◆ **BRIEF**:
Give back an exact copy of the lines below, from the first through the line with "pub enum ColorMode"; please stop there.

[Collected data]
════════════════
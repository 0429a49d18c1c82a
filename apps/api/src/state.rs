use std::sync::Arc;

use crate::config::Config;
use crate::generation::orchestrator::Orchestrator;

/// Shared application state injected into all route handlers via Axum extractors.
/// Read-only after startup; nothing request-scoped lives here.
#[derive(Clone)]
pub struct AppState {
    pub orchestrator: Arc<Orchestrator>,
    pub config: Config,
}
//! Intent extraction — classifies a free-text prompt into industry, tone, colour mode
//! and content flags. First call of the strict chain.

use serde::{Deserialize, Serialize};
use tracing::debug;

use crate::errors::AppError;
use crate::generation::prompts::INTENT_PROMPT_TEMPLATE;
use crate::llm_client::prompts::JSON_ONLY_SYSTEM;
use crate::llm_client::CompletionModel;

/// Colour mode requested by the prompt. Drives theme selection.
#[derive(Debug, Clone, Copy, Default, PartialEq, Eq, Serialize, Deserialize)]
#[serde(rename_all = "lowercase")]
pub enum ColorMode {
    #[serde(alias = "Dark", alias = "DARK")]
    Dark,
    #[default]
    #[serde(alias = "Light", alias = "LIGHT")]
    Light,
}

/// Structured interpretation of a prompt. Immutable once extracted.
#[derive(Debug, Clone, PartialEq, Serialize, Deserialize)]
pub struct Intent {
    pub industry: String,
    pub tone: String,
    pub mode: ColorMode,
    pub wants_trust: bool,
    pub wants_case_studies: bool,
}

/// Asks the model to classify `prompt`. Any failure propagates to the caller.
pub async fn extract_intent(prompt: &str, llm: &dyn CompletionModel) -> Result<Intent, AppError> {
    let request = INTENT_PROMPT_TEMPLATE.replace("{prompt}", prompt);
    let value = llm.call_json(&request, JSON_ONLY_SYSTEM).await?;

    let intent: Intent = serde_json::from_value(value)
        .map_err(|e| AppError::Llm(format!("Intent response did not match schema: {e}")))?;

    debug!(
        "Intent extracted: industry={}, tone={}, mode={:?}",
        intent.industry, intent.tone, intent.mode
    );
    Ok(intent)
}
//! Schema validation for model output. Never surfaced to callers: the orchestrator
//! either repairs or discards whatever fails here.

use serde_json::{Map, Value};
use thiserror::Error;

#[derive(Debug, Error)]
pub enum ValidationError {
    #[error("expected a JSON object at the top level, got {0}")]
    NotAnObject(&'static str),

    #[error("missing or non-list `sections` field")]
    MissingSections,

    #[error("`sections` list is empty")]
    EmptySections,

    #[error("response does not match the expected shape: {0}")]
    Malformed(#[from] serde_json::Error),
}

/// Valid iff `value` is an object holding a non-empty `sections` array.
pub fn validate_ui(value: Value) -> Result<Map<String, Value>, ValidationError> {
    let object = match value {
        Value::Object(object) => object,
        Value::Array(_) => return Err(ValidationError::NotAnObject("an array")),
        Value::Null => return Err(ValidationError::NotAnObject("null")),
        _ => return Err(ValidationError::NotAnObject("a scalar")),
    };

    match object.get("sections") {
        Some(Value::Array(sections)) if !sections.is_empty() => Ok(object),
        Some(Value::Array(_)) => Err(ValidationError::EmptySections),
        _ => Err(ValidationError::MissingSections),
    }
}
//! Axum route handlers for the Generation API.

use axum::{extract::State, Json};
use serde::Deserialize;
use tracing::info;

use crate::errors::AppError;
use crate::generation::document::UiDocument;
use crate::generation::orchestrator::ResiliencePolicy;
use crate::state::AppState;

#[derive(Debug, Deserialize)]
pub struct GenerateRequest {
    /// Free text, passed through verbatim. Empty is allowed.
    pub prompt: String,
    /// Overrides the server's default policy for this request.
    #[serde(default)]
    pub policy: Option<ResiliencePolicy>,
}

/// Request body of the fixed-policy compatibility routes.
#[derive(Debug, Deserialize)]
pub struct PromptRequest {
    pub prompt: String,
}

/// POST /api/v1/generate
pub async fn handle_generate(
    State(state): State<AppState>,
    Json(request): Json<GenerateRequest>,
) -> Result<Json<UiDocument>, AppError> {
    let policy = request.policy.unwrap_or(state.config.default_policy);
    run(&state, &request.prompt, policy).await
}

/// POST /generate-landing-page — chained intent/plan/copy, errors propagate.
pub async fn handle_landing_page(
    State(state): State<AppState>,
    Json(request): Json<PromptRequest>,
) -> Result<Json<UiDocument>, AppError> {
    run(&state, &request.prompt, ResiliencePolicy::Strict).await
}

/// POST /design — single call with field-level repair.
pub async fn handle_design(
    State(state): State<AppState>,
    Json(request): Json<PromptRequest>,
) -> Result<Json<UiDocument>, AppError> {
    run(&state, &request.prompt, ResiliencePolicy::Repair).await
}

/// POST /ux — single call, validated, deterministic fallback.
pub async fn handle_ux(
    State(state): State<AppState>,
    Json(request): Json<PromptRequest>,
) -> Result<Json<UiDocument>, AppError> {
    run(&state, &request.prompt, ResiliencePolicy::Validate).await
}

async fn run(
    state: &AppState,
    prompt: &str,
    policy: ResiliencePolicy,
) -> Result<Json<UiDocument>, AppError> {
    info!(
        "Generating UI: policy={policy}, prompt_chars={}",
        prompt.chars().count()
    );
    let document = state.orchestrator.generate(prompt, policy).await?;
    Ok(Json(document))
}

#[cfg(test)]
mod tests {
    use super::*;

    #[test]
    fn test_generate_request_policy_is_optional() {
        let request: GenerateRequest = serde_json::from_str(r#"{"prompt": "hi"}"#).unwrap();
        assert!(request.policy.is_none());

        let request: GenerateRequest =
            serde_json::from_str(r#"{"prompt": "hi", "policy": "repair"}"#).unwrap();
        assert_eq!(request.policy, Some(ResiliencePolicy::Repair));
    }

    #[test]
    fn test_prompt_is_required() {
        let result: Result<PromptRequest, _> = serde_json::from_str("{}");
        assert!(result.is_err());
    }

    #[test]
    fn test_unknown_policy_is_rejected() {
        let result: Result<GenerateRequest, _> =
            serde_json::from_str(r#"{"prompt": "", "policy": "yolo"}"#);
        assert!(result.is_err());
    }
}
════════════════
◆ **SOLUTION FOR THIS PROBLEM**:
repository 0429a49d18c1c82a
filename apps/api/src/state.rs
use std::sync::Arc;

use crate::config::Config;
use crate::generation::orchestrator::Orchestrator;

/// Shared application state injected into all route handlers via Axum extractors.
/// Read-only after startup; nothing request-scoped lives here.
#[derive(Clone)]
pub struct AppState {
    pub orchestrator: Arc<Orchestrator>,
    pub config: Config,
}
//! Intent extraction — classifies a free-text prompt into industry, tone, colour mode
//! and content flags. First call of the strict chain.

use serde::{Deserialize, Serialize};
use tracing::debug;

use crate::errors::AppError;
use crate::generation::prompts::INTENT_PROMPT_TEMPLATE;
use crate::llm_client::prompts::JSON_ONLY_SYSTEM;
use crate::llm_client::CompletionModel;

/// Colour mode requested by the prompt. Drives theme selection.
#[derive(Debug, Clone, Copy, Default, PartialEq, Eq, Serialize, Deserialize)]
#[serde(rename_all = "lowercase")]
pub enum ColorMode {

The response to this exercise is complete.